L’industria dell’accoglienza respira a pieni polmoni. I dati sono lì a dimostrarlo, e anche le associazioni di categoria non nascondono la soddisfazione. Bene le prenotazioni negli alberghi, bene le presenze nei ristoranti, bene l’arrivo dei turisti nelle città d’arte, e non solo. Insomma, sono tornati i tempi di prima della pandemia e in prospettiva – con alcuni appuntamenti in calendario, come il Giubileo del 2025 – le cose dovrebbe andare ancora meglio. Tant’è vero, come abbiamo sottolineato più volte su “Lavoro Facile”, che le gradi catene dell’hotellerie hanno deciso di investire forte nel nostro Paese, e a Roma in particolare.
Tutto ciò significa anche posti di lavoro. In queste settimane, per esempio, si sono moltiplicate le ricerche di personale che fanno riferimento al comparto, e si andrà avanti così perché anche l’Enit, l’Ente che opera nella promozione dell’offerta turistica dell’Italia, ritiene che da oggi alla fine dell’anno gli arrivi potrebbero battere ogni record precedente. Infatti, rispetto agli anni pre-Covid, le presenze dovrebbero aumentare del 16,7% e le spese del 17,4%.
Fin qui tutto okay. I problemi cominciano proprio quando si affronta l capitolo delle assunzioni. Le aziende continuano a sostenere che non riescono a trovare un lavoratore su due, e che c’è il rischio di restare con un bel po’ di posizioni scoperte. Il tema non è nuovo ma adesso, con le attività che hanno recuperato lo slancio perduto, potrebbe provocare ricadute negative sul fronte della qualità dei servizi.
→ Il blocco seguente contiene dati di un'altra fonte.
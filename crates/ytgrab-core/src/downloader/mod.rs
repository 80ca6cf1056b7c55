//! Chunked HTTP downloader.
//!
//! Issues one GET through the shared `HttpClient`, regroups the body into
//! fixed-size chunks, writes each chunk to the destination in order, and
//! notifies the observer after every write. Cancellation is checked at every
//! chunk boundary and while libcurl waits on the network. Partial output is
//! deleted on cancellation and, unless configured otherwise, on failure.

mod chunk;
mod error;
mod observer;
mod task;

pub use error::DownloadError;
pub use observer::{DownloadEvent, DownloadObserver, NoopObserver, ProgressEvent};
pub use task::{DownloadState, DownloadTask, InvalidTransition};

use std::cell::RefCell;
use std::fs::File;
use std::io;
use std::path::{Path, PathBuf};
use std::sync::Arc;

use crate::config::{YtgrabConfig, DEFAULT_BUFFER_SIZE};
use crate::control::CancelToken;
use crate::http::{HttpClient, ResponseHead};
use crate::url_model;

use chunk::{ChunkEvents, ChunkSink, Flow};

/// Terminal result of a download that did not fail.
#[derive(Debug, Clone, PartialEq, Eq)]
pub enum DownloadOutcome {
    Completed { path: PathBuf, bytes: u64 },
    /// Stopped by the cancel token; the destination has been removed.
    Cancelled,
}

/// Downloads one URL at a time per call. Cheap to clone; clones share the client.
#[derive(Clone)]
pub struct ChunkedDownloader {
    client: Arc<HttpClient>,
    buffer_size: usize,
    keep_partial_on_error: bool,
    require_content_length: bool,
}

impl ChunkedDownloader {
    pub fn new(client: Arc<HttpClient>) -> Self {
        Self {
            client,
            buffer_size: DEFAULT_BUFFER_SIZE,
            keep_partial_on_error: false,
            require_content_length: false,
        }
    }

    pub fn from_config(client: Arc<HttpClient>, cfg: &YtgrabConfig) -> Self {
        Self::new(client)
            .with_buffer_size(cfg.buffer_size)
            .keep_partial_on_error(cfg.keep_partial_on_error)
            .require_content_length(cfg.require_content_length)
    }

    /// Chunk size in bytes. Zero is rejected when a download starts.
    pub fn with_buffer_size(mut self, buffer_size: usize) -> Self {
        self.buffer_size = buffer_size;
        self
    }

    pub fn keep_partial_on_error(mut self, keep: bool) -> Self {
        self.keep_partial_on_error = keep;
        self
    }

    pub fn require_content_length(mut self, require: bool) -> Self {
        self.require_content_length = require;
        self
    }

    pub fn buffer_size(&self) -> usize {
        self.buffer_size
    }

    /// Download `url` to `destination`, blocking the current thread.
    ///
    /// The parent directory of `destination` must exist; an existing file is truncated.
    /// Call from `spawn_blocking` (or use `spawn`) when running inside async code.
    pub fn download(
        &self,
        url: &str,
        destination: &Path,
        cancel: &CancelToken,
        observer: &dyn DownloadObserver,
    ) -> Result<DownloadOutcome, DownloadError> {
        if self.buffer_size == 0 {
            return Err(DownloadError::InvalidBufferSize);
        }
        url_model::validate_url(url)?;

        let span = tracing::info_span!("download", url = %url, dest = %destination.display());
        let _enter = span.enter();

        let mut task = DownloadTask::new(url, destination, cancel.clone());
        task.transition(DownloadState::InProgress)?;

        match self.run(&mut task, cancel, observer) {
            Ok(RunEnd::Completed) => {
                task.transition(DownloadState::Completed)?;
                tracing::info!(bytes = task.bytes_transferred(), "download completed");
                observer.on_complete(destination);
                Ok(DownloadOutcome::Completed {
                    path: destination.to_path_buf(),
                    bytes: task.bytes_transferred(),
                })
            }
            Ok(RunEnd::Cancelled) => {
                task.transition(DownloadState::Cancelled)?;
                tracing::info!(bytes = task.bytes_transferred(), "download cancelled");
                remove_partial(destination);
                Ok(DownloadOutcome::Cancelled)
            }
            Err(e) => {
                task.transition(DownloadState::Failed)?;
                tracing::warn!(bytes = task.bytes_transferred(), "download failed: {}", e);
                if !self.keep_partial_on_error {
                    remove_partial(destination);
                }
                Err(e)
            }
        }
    }

    /// Run `download` on the tokio blocking pool.
    pub fn spawn(
        &self,
        url: impl Into<String>,
        destination: impl Into<PathBuf>,
        cancel: CancelToken,
        observer: Arc<dyn DownloadObserver>,
    ) -> tokio::task::JoinHandle<Result<DownloadOutcome, DownloadError>> {
        let this = self.clone();
        let url = url.into();
        let destination = destination.into();
        tokio::task::spawn_blocking(move || {
            this.download(&url, &destination, &cancel, observer.as_ref())
        })
    }

    fn run(
        &self,
        task: &mut DownloadTask,
        cancel: &CancelToken,
        observer: &dyn DownloadObserver,
    ) -> Result<RunEnd, DownloadError> {
        if task.is_cancelled() {
            return Ok(RunEnd::Cancelled);
        }
        let destination = task.destination().to_path_buf();
        let file = File::options()
            .write(true)
            .create(true)
            .truncate(true)
            .open(&destination)
            .map_err(|e| DownloadError::io(&destination, e))?;

        let mut easy = self.client.checkout(task.source_url())?;
        easy.progress(true)?;

        let mut sink = ChunkSink::new(file, self.buffer_size);
        let head = RefCell::new(ResponseHead::default());
        let mut tracker = Tracker {
            task,
            observer,
            require_content_length: self.require_content_length,
            size_resolved: false,
            received: 0,
            stop: None,
        };

        let performed = {
            let mut transfer = easy.transfer();
            transfer.header_function(|line| {
                head.borrow_mut().apply_line(line);
                true
            })?;
            transfer.write_function(|data| Ok(tracker.on_body(data, &head.borrow(), &mut sink)))?;
            // Also abandons a stalled network wait once cancellation is requested.
            let cancel = cancel.clone();
            transfer.progress_function(move |_, _, _, _| !cancel.is_cancelled())?;
            transfer.perform()
        };

        if let Err(e) = performed {
            if let Some(stop) = tracker.stop.take() {
                return stop.into_result(&destination);
            }
            if e.is_aborted_by_callback() && tracker.task.is_cancelled() {
                return Ok(RunEnd::Cancelled);
            }
            if e.is_http_returned_error() {
                return Err(DownloadError::Http(easy.response_code()?));
            }
            return Err(DownloadError::Transport(e));
        }

        let code = easy.response_code()?;
        if !(200..300).contains(&code) {
            return Err(DownloadError::Http(code));
        }

        // Empty bodies never reach the write callback.
        if let Err(stop) = tracker.resolve_size(&head.borrow()) {
            return stop.into_result(&destination);
        }
        if tracker.task.is_cancelled() {
            return Ok(RunEnd::Cancelled);
        }
        sink.finish(&mut tracker)
            .map_err(|e| DownloadError::io(&destination, e))?;

        let written = sink.position();
        if let Some(expected) = tracker.task.total_size() {
            if written != expected {
                return Err(DownloadError::Truncated {
                    expected,
                    received: written,
                });
            }
        }
        sink.into_inner()
            .sync_all()
            .map_err(|e| DownloadError::io(&destination, e))?;
        Ok(RunEnd::Completed)
    }
}

enum RunEnd {
    Completed,
    Cancelled,
}

/// Why the write callback asked libcurl to abort.
enum Stop {
    Cancelled,
    SizeUnknown,
    Overrun { expected: u64, received: u64 },
    Io(io::Error),
}

impl Stop {
    fn into_result(self, destination: &Path) -> Result<RunEnd, DownloadError> {
        match self {
            Stop::Cancelled => Ok(RunEnd::Cancelled),
            Stop::SizeUnknown => Err(DownloadError::SizeUnknown),
            Stop::Overrun { expected, received } => {
                Err(DownloadError::Overrun { expected, received })
            }
            Stop::Io(e) => Err(DownloadError::io(destination, e)),
        }
    }
}

/// State shared by the write callback and the chunk sink hooks.
struct Tracker<'a> {
    task: &'a mut DownloadTask,
    observer: &'a dyn DownloadObserver,
    require_content_length: bool,
    size_resolved: bool,
    /// Raw body bytes handed over by libcurl (written or buffered).
    received: u64,
    stop: Option<Stop>,
}

impl Tracker<'_> {
    fn resolve_size(&mut self, head: &ResponseHead) -> Result<(), Stop> {
        if self.size_resolved {
            return Ok(());
        }
        self.size_resolved = true;
        match head.content_length {
            Some(total) => {
                tracing::debug!(total, content_type = ?head.content_type, "content length known");
                self.task.set_total_size(total);
                Ok(())
            }
            None if self.require_content_length => Err(Stop::SizeUnknown),
            None => {
                tracing::debug!("no content length; progress is indeterminate");
                Ok(())
            }
        }
    }

    /// libcurl write callback body. Returning fewer bytes than offered aborts the transfer.
    fn on_body<W: io::Write>(
        &mut self,
        data: &[u8],
        head: &ResponseHead,
        sink: &mut ChunkSink<W>,
    ) -> usize {
        if let Err(stop) = self.resolve_size(head) {
            self.stop = Some(stop);
            return 0;
        }
        let received = self.received + data.len() as u64;
        if let Some(expected) = self.task.total_size() {
            if received > expected {
                self.stop = Some(Stop::Overrun { expected, received });
                return 0;
            }
        }
        self.received = received;
        match sink.push(data, self) {
            Ok(Flow::Continue) => data.len(),
            Ok(Flow::Stop) => 0,
            Err(e) => {
                self.stop = Some(Stop::Io(e));
                0
            }
        }
    }
}

impl ChunkEvents for Tracker<'_> {
    fn before_chunk(&mut self) -> Flow {
        if self.task.is_cancelled() {
            self.stop = Some(Stop::Cancelled);
            return Flow::Stop;
        }
        Flow::Continue
    }

    fn after_write(&mut self, len: usize, position: u64) -> Flow {
        self.task.record_written(position);
        tracing::trace!(len, position, "chunk written");
        self.observer.on_progress(&self.task.progress_event());
        Flow::Continue
    }
}

/// Best-effort removal of partial output.
fn remove_partial(path: &Path) {
    match std::fs::remove_file(path) {
        Ok(()) => tracing::debug!(path = %path.display(), "removed partial output"),
        Err(e) if e.kind() == io::ErrorKind::NotFound => {}
        Err(e) => tracing::warn!(path = %path.display(), "could not remove partial output: {}", e),
    }
}
//! CLI parse tests.

use super::{Cli, CliCommand};
use clap::Parser;

pub(super) fn parse(args: &[&str]) -> CliCommand {
    let cli = Cli::try_parse_from(args).unwrap();
    cli.command
}

mod rest;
Uno studio recente ha acceso un faro sulle possibili cause di questo squilibrio. Gli stipendi dei giovani fino a 29 anni, già bassi, sono ulteriormente diminuiti, a differenza delle fasce d’età tra i 30 e i 49 anni e gli over 50, che hanno registrato tendenze altalenanti ma quasi mai in perdita secca.
In più, l’ultimo rapporto dell’Inapp, l’Istituto nazionale per l’analisi delle politiche pubbliche, ha messo in evidenza come dei nuovi contratti attivati, sette su dieci sono a tempo determinato e con modalità (tirocinio, apprendistato) che non corrispondono alla realtà delle mansioni, prefigurando una sorta di sfruttamento lavorativo.
Tra l'altro, con il decreto Milleproroghe, si è ampliata la durata massima dei contratti a termine allo scopo di favorire/mantenere l’occupazione, incontrando l’opposizione dei sindacati. Ivana Veronesi, segretaria confederale della Uil, ha detto: “Spesso i nostri giovani si formano moltissimo ma quando poi escono dalle università viene offerto loro un tirocinio a 300 euro”.
La ragione dei tanti posti scoperti è anche questa. Ecco perché la battaglia per il salario minimo è giusta, ma da sola non basta a tutelare i giovani alle prese con un mondo del lavoro che spesso gli è ostile. Chi avrà il coraggio di cambiare le carte in tavola?